I began emailing with Rob and what a great guy! This is a man who loves building guitars and limits his production to only about 50 guitars a year to make sure that every single guitar that leaves his shop is to his exacting standards of craftsmanship. I will cut to the chase and say that soon the website was done and my guitar was on it’s way.

Oh what an idiot I am for letting this one eventually get away. Rather than wait until the end to say this, I’ll say it now: MAN, I WISH I HAD THIS ONE BACK! This is a guitar that Rob Ehlers handmade for himself and was his personal guitar for two years. It was the very first parlor size guitar he ever built and it was a a beauty. The top was red cedar and the sides were Indian Rosewood. Now that it’s gone, I realize how comfortable it was to leave in the corner and have available to pick up each night and play while sitting on the couch or take outside and play at the picnic table in between throwing horse shoes. The sound was much bigger than it’s size let on. And the details Rob puts into every one of his guitars is just impossible to describe. Rob is not a household name even amongst those in the know, but his instruments are something to behold.
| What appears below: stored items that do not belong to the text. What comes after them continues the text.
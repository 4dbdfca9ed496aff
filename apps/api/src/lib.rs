//! # Blog API サーバー
//!
//! ユーザーと記事の CRUD を提供する REST API。
//!
//! ## レイヤー構成
//!
//! ```text
//! handler ──▶ usecase ──▶ blog_infra（PostgreSQL / Redis）
//!    │           │
//!    └───────────┴──▶ blog_domain（エンティティ・値オブジェクト）
//! ```
//!
//! ## モジュール構成
//!
//! - [`app_builder`] - State の組み立てとルーター定義
//! - [`config`] - 環境変数からの設定読み込み
//! - [`error`] - API エラーと HTTP レスポンスへの変換
//! - [`handler`] - HTTP リクエストハンドラ
//! - [`middleware`] - 認証ミドルウェア
//! - [`usecase`] - ユースケース

pub mod app_builder;
pub mod config;
pub mod error;
pub mod handler;
pub mod middleware;
pub mod usecase;
//! # ヘルスチェック共通型
//!
//! `/health`（liveness）と `/health/ready`（readiness）のレスポンス型。

use std::collections::BTreeMap;

use serde::{Deserialize, Serialize};

/// ヘルスチェックレスポンス
///
/// ```
/// use blog_shared::HealthResponse;
///
/// let response = HealthResponse::healthy("0.1.0");
/// assert_eq!(response.status, "healthy");
/// ```
#[derive(Debug, Clone, PartialEq, Eq, Serialize, Deserialize)]
pub struct HealthResponse {
    /// 稼働状態（`"healthy"`）
    pub status:  String,
    /// アプリケーションバージョン（Cargo.toml から取得）
    pub version: String,
}

impl HealthResponse {
    pub fn healthy(version: impl Into<String>) -> Self {
        Self {
            status:  "healthy".to_string(),
            version: version.into(),
        }
    }
}

/// 個別チェックの結果ステータス
#[derive(Debug, Clone, Copy, PartialEq, Eq, Serialize, Deserialize)]
#[serde(rename_all = "lowercase")]
pub enum CheckStatus {
    /// チェック成功
    Ok,
    /// チェック失敗
    Error,
}

/// Readiness 全体のステータス
#[derive(Debug, Clone, Copy, PartialEq, Eq, Serialize, Deserialize)]
#[serde(rename_all = "snake_case")]
pub enum ReadinessStatus {
    /// 全依存サービスが利用可能
    Ready,
    /// 一部の依存サービスが利用不可
    NotReady,
}

/// Readiness Check レスポンス
///
/// `checks` はチェック名の昇順で出力される。
#[derive(Debug, Clone, PartialEq, Eq, Serialize, Deserialize)]
pub struct ReadinessResponse {
    /// 全体のステータス
    pub status: ReadinessStatus,
    /// 個別チェック結果（キー: チェック名、値: ステータス）
    pub checks: BTreeMap<String, CheckStatus>,
}

impl ReadinessResponse {
    /// 個別チェック結果から全体のステータスを導出する
    pub fn from_checks(checks: BTreeMap<String, CheckStatus>) -> Self {
        let status = if checks.values().all(|s| *s == CheckStatus::Ok) {
            ReadinessStatus::Ready
        } else {
            ReadinessStatus::NotReady
        };
        Self { status, checks }
    }

    pub fn is_ready(&self) -> bool {
        self.status == ReadinessStatus::Ready
    }
}

#[cfg(test)]
mod tests {
    use pretty_assertions::assert_eq;

    use super::*;

    #[test]
    fn test_health_responseのserializeで正しいjson形状にする() {
        let json = serde_json::to_value(HealthResponse::healthy("0.1.0")).unwrap();

        assert_eq!(
            json,
            serde_json::json!({
                "status": "healthy",
                "version": "0.1.0"
            })
        );
    }

    #[test]
    fn test_全チェック成功ならready() {
        let checks = BTreeMap::from([
            ("database".to_string(), CheckStatus::Ok),
            ("redis".to_string(), CheckStatus::Ok),
        ]);

        let response = ReadinessResponse::from_checks(checks);

        assert!(response.is_ready());
    }

    #[test]
    fn test_一つでも失敗ならnot_readyとしてシリアライズされる() {
        let checks = BTreeMap::from([
            ("database".to_string(), CheckStatus::Ok),
            ("redis".to_string(), CheckStatus::Error),
        ]);

        let response = ReadinessResponse::from_checks(checks);
        let json = serde_json::to_value(&response).unwrap();

        assert_eq!(
            json,
            serde_json::json!({
                "status": "not_ready",
                "checks": { "database": "ok", "redis": "error" }
            })
        );
    }
}
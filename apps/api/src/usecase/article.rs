//! 記事ユースケース
//!
//! 読み取り（一覧・詳細）は所有者を問わない。更新・削除は
//! 所有者スコープの検索で対象を絞り込み、見つからなければ NotFound とする。

use std::sync::Arc;

use blog_domain::{
    DomainError,
    article::{
        ArticleBody,
        ArticleChanges,
        ArticleId,
        ArticleTitle,
        ArticleWithAuthor,
        NewArticle,
    },
    clock::Clock,
    user::User,
};
use blog_infra::repository::ArticleRepository;

use crate::error::ApiError;

/// 記事作成・更新の入力
///
/// 受け付けるのは `title` と `body` のみ。所有者は入力から設定できない。
#[derive(Debug, Clone, Default)]
pub struct ArticleInput {
    pub title: Option<String>,
    pub body:  Option<String>,
}

/// 記事ユースケース
pub struct ArticleUseCaseImpl {
    article_repository: Arc<dyn ArticleRepository>,
    clock:              Arc<dyn Clock>,
}

fn not_found(id: ArticleId) -> ApiError {
    DomainError::NotFound {
        entity_type: "Article",
        id:          id.to_string(),
    }
    .into()
}

impl ArticleUseCaseImpl {
    pub fn new(article_repository: Arc<dyn ArticleRepository>, clock: Arc<dyn Clock>) -> Self {
        Self {
            article_repository,
            clock,
        }
    }

    /// 全記事を取得する
    #[tracing::instrument(skip_all)]
    pub async fn list_articles(&self) -> Result<Vec<ArticleWithAuthor>, ApiError> {
        Ok(self.article_repository.find_all_with_author().await?)
    }

    /// 記事を取得する（所有者を問わない）
    #[tracing::instrument(skip_all, fields(%id))]
    pub async fn get_article(&self, id: ArticleId) -> Result<ArticleWithAuthor, ApiError> {
        self.article_repository
            .find_with_author_by_id(id)
            .await?
            .ok_or_else(|| not_found(id))
    }

    /// 記事を作成する
    ///
    /// 所有者は常に `author`（認証済みユーザー）になる。
    #[tracing::instrument(skip_all, fields(user_id = %author.id()))]
    pub async fn create_article(
        &self,
        author: &User,
        input: ArticleInput,
    ) -> Result<ArticleWithAuthor, ApiError> {
        let new_article = NewArticle {
            user_id: author.id(),
            title:   ArticleTitle::new(input.title.unwrap_or_default())?,
            body:    ArticleBody::new(input.body.unwrap_or_default())?,
            now:     self.clock.now(),
        };

        let article = self.article_repository.insert(&new_article).await?;
        tracing::info!(article_id = %article.id(), "記事を作成しました");

        Ok(ArticleWithAuthor::new(article, author.clone()))
    }

    /// 自分の記事を更新する
    ///
    /// 1. 所有者スコープで記事を検索（他人の記事は存在しない扱い）
    /// 2. 指定されたフィールドのみ検証して適用、`updated_at` は常に更新
    /// 3. 所有者スコープで保存
    #[tracing::instrument(skip_all, fields(%id, user_id = %owner.id()))]
    pub async fn update_article(
        &self,
        owner: &User,
        id: ArticleId,
        input: ArticleInput,
    ) -> Result<ArticleWithAuthor, ApiError> {
        let article = self
            .article_repository
            .find_owned(id, owner.id())
            .await?
            .ok_or_else(|| not_found(id))?;

        let changes = ArticleChanges {
            title: input.title.map(ArticleTitle::new).transpose()?,
            body:  input.body.map(ArticleBody::new).transpose()?,
        };
        let article = article.edited(changes, self.clock.now());

        // 検索後に削除された場合も NotFound
        if !self.article_repository.update(&article).await? {
            return Err(not_found(id));
        }

        Ok(ArticleWithAuthor::new(article, owner.clone()))
    }

    /// 自分の記事を削除する
    #[tracing::instrument(skip_all, fields(%id, user_id = %owner.id()))]
    pub async fn delete_article(&self, owner: &User, id: ArticleId) -> Result<(), ApiError> {
        if !self.article_repository.delete_owned(id, owner.id()).await? {
            return Err(not_found(id));
        }

        tracing::info!("記事を削除しました");
        Ok(())
    }
}

#[cfg(test)]
mod tests {
    use blog_domain::{
        clock::FixedClock,
        user::{Email, NewUser, UserName},
    };
    use blog_infra::mock::{MockArticleRepository, MockUserRepository};
    use chrono::{DateTime, Duration, Utc};
    use pretty_assertions::assert_eq;

    use super::*;

    struct Fixture {
        sut:      ArticleUseCaseImpl,
        articles: MockArticleRepository,
        clock:    Arc<FixedClock>,
        alice:    User,
        bob:      User,
    }

    fn fixed_now() -> DateTime<Utc> {
        DateTime::from_timestamp(1_700_000_000, 0).unwrap()
    }

    fn setup() -> Fixture {
        let users = MockUserRepository::new();
        let alice = users.add_user(NewUser {
            name:  UserName::new("Alice").unwrap(),
            email: Email::new("alice@example.com").unwrap(),
            now:   fixed_now(),
        });
        let bob = users.add_user(NewUser {
            name:  UserName::new("Bob").unwrap(),
            email: Email::new("bob@example.com").unwrap(),
            now:   fixed_now(),
        });
        let articles = MockArticleRepository::new(users);
        let clock = Arc::new(FixedClock::new(fixed_now()));
        let sut = ArticleUseCaseImpl::new(Arc::new(articles.clone()), clock.clone());

        Fixture {
            sut,
            articles,
            clock,
            alice,
            bob,
        }
    }

    fn input(title: &str, body: &str) -> ArticleInput {
        ArticleInput {
            title: Some(title.to_string()),
            body:  Some(body.to_string()),
        }
    }

    #[tokio::test]
    async fn test_作成した記事の所有者は認証済みユーザーになる() {
        let f = setup();

        let created = f
            .sut
            .create_article(&f.alice, input("タイトル", "本文"))
            .await
            .unwrap();

        assert_eq!(created.article.user_id(), f.alice.id());
        assert_eq!(created.author, f.alice);
        assert_eq!(f.articles.count(), 1);
    }

    #[tokio::test]
    async fn test_タイトル未指定の作成はバリデーションエラー() {
        let f = setup();

        let result = f
            .sut
            .create_article(
                &f.alice,
                ArticleInput {
                    title: None,
                    body:  Some("本文".to_string()),
                },
            )
            .await;

        assert!(matches!(result, Err(ApiError::Validation(_))));
        assert_eq!(f.articles.count(), 0);
    }

    #[tokio::test]
    async fn test_存在しない記事の取得はnot_found() {
        let f = setup();

        let result = f.sut.get_article(ArticleId::from_i64(10000)).await;

        assert!(matches!(result, Err(ApiError::NotFound(_))));
    }

    #[tokio::test]
    async fn test_自分の記事を更新するとupdated_atが進む() {
        let f = setup();
        let created = f
            .sut
            .create_article(&f.alice, input("元のタイトル", "元の本文"))
            .await
            .unwrap();
        f.clock.advance(Duration::minutes(3));

        let updated = f
            .sut
            .update_article(
                &f.alice,
                created.article.id(),
                ArticleInput {
                    title: Some("新しいタイトル".to_string()),
                    body:  None,
                },
            )
            .await
            .unwrap();

        assert_eq!(updated.article.title().as_str(), "新しいタイトル");
        assert_eq!(updated.article.body().as_str(), "元の本文");
        assert_eq!(updated.article.updated_at(), fixed_now() + Duration::minutes(3));
        let stored = f.articles.get(created.article.id()).unwrap();
        assert_eq!(stored, updated.article);
    }

    #[tokio::test]
    async fn test_他人の記事の更新はnot_foundで内容は変わらない() {
        let f = setup();
        let created = f
            .sut
            .create_article(&f.alice, input("タイトル", "本文"))
            .await
            .unwrap();

        let result = f
            .sut
            .update_article(&f.bob, created.article.id(), input("乗っ取り", "乗っ取り"))
            .await;

        assert!(matches!(result, Err(ApiError::NotFound(_))));
        assert_eq!(
            f.articles.get(created.article.id()).unwrap(),
            created.article
        );
    }

    #[tokio::test]
    async fn test_他人の記事の更新は入力が不正でもnot_found() {
        let f = setup();
        let created = f
            .sut
            .create_article(&f.alice, input("タイトル", "本文"))
            .await
            .unwrap();

        let result = f
            .sut
            .update_article(&f.bob, created.article.id(), input("", ""))
            .await;

        assert!(matches!(result, Err(ApiError::NotFound(_))));
    }

    #[tokio::test]
    async fn test_自分の記事の削除で件数が1減る() {
        let f = setup();
        let created = f
            .sut
            .create_article(&f.alice, input("タイトル", "本文"))
            .await
            .unwrap();

        f.sut
            .delete_article(&f.alice, created.article.id())
            .await
            .unwrap();

        assert_eq!(f.articles.count(), 0);
    }

    #[tokio::test]
    async fn test_他人の記事の削除はnot_foundで件数は変わらない() {
        let f = setup();
        let created = f
            .sut
            .create_article(&f.alice, input("タイトル", "本文"))
            .await
            .unwrap();

        let result = f.sut.delete_article(&f.bob, created.article.id()).await;

        assert!(matches!(result, Err(ApiError::NotFound(_))));
        assert_eq!(f.articles.count(), 1);
    }

    #[tokio::test]
    async fn test_一覧は作成順に返る() {
        let f = setup();
        for title in ["一つ目", "二つ目", "三つ目"] {
            f.sut
                .create_article(&f.bob, input(title, "本文"))
                .await
                .unwrap();
        }

        let articles = f.sut.list_articles().await.unwrap();

        let titles: Vec<_> = articles
            .iter()
            .map(|a| a.article.title().as_str().to_string())
            .collect();
        assert_eq!(titles, vec!["一つ目", "二つ目", "三つ目"]);
    }
}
Now, after waxing poetically about this guitar for paragraph after paragraph I know you’re thinking, “Why did this one get away?” I was stuck. I was in an impossible situation. About a year after building the website for Mr. Ehlers, I struck a similar deal with Mike Franks, one of the top up and coming luthiers in the fine guitar world. I built a website for him and traded out for a simple but outstanding OM-D model...only his SEVENTH guitar he’d ever built. Mike and I became friends through the magic of email and, as luck would have it, Mike had a once in a lifetime opportunity to get his hands on some amazing Brazilian Rosewood. If I could come up with a certain amount of money, Mike could get me the Brazilian that would eventually turn into the back and sides of my “dream guitar.” There was only one option at the time: sell the parlor guitar. I hesitantly put it on eBay and hoped for the best. It sold to a lady who is an orchestra conductor in (I think) Cincinnati. She is a collector of fine parlor guitars and she was more than happy to get her hands on this one. My only consolation is knowing that it’s in a better place. So, I’ll say it again...man, I wish I had that one back!

P.S. My friend Dave Quillen helped me out and recorded a sound sample of this guitar when I sold it. Click here to hear it.

1 comment:

Keith said...

absolutely GORGEOUS tone. That guitar sounds much bigger than a parlor-size.